» Entries provided:
::::::::
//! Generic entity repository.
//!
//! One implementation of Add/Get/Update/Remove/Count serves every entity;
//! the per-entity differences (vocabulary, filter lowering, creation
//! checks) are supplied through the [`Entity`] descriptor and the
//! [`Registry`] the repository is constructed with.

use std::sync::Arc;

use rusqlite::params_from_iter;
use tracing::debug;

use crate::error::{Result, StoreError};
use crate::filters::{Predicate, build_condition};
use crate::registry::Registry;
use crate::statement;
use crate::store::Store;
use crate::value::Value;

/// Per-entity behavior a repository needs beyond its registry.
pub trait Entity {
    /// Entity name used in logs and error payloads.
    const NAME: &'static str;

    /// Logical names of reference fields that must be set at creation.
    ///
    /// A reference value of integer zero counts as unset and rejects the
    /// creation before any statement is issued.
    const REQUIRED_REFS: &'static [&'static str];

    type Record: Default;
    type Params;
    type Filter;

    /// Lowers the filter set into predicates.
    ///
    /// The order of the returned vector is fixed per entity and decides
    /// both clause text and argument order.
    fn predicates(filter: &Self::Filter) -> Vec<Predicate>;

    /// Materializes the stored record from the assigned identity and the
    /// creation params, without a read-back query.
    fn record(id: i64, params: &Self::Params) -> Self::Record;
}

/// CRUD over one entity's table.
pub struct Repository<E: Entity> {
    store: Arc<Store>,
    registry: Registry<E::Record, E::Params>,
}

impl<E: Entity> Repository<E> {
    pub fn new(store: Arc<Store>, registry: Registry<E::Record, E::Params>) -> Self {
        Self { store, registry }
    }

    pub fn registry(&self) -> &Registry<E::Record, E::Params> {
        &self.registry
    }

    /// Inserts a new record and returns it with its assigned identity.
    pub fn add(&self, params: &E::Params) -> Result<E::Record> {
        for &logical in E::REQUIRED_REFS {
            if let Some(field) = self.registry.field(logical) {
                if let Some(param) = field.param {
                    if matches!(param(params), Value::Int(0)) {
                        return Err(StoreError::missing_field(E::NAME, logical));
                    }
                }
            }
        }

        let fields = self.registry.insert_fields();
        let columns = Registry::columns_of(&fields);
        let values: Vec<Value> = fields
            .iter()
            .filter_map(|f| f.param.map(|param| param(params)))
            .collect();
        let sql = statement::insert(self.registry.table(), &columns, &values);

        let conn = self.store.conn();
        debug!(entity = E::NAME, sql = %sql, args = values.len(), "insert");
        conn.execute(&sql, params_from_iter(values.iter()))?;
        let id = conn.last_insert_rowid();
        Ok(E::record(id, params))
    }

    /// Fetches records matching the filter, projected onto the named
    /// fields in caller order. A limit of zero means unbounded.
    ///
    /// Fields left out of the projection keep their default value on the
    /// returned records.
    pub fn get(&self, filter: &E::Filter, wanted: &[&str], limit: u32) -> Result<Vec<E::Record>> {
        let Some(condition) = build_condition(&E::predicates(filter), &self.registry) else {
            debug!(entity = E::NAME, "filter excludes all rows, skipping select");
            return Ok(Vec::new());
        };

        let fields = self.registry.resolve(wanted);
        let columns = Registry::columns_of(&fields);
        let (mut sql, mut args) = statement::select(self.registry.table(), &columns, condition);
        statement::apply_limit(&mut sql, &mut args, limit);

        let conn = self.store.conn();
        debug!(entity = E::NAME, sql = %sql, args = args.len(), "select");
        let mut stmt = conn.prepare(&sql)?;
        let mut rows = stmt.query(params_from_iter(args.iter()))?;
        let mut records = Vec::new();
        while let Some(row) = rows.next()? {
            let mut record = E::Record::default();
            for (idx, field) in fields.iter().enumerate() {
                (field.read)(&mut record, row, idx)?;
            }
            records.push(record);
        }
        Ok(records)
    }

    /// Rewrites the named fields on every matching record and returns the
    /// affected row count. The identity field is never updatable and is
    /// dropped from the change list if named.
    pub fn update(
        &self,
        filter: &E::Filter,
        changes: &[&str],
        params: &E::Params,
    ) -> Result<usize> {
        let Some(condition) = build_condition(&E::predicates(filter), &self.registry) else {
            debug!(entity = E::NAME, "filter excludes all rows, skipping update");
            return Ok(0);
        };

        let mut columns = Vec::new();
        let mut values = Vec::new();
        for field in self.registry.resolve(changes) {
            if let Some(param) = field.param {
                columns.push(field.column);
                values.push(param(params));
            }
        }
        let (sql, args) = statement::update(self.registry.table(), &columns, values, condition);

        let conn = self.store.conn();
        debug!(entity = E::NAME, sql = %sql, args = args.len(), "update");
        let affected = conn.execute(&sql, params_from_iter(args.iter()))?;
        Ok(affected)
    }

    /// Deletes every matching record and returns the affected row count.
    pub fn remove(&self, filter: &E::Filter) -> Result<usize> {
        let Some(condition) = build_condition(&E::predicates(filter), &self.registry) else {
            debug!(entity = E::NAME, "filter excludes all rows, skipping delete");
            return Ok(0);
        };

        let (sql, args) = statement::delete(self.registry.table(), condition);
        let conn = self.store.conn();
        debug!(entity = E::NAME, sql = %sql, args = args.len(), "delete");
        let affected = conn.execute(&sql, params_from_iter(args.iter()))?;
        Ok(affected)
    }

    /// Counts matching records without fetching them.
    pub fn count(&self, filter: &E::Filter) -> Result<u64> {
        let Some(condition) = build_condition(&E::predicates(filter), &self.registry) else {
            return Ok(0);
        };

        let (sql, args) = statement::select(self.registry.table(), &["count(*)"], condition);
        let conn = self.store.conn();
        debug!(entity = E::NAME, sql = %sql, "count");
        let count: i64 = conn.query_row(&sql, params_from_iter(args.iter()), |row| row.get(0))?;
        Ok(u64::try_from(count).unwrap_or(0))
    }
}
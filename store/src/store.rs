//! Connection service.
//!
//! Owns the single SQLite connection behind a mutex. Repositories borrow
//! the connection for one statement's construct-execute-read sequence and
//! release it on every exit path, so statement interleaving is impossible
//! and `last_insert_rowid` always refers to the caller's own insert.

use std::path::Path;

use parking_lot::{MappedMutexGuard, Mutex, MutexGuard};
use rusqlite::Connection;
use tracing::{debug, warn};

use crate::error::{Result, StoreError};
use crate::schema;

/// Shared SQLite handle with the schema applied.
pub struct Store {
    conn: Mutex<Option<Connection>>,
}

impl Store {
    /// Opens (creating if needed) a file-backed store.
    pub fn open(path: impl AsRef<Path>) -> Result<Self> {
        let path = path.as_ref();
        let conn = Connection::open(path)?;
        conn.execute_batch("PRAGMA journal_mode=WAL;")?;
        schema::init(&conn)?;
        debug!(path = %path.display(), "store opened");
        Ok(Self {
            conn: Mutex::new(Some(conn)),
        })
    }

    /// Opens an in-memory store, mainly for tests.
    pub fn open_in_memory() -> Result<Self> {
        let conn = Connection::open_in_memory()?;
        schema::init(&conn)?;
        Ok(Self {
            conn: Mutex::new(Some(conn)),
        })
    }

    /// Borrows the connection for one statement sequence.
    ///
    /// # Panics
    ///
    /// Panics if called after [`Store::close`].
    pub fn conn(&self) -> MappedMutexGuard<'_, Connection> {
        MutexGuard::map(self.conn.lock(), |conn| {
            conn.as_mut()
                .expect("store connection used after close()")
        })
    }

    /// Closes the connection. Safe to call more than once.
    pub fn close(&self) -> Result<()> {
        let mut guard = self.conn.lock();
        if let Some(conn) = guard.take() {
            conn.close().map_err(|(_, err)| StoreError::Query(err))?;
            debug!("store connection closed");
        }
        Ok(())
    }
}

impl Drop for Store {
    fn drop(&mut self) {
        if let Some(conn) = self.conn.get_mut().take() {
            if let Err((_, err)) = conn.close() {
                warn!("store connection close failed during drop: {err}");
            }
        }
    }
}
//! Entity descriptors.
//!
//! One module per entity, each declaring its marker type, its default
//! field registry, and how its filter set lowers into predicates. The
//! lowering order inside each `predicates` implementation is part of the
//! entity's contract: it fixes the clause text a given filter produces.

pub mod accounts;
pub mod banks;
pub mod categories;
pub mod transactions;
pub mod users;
::::::::
» Exercise aim:
Reproduce verbatim only this range: the first line of the material through the line that contains "use std::sync::Arc;", inclusive.

» Your response:
//! Generic entity repository.
//!
//! One implementation of Add/Get/Update/Remove/Count serves every entity;
//! the per-entity differences (vocabulary, filter lowering, creation
//! checks) are supplied through the [`Entity`] descriptor and the
//! [`Registry`] the repository is constructed with.

use std::sync::Arc;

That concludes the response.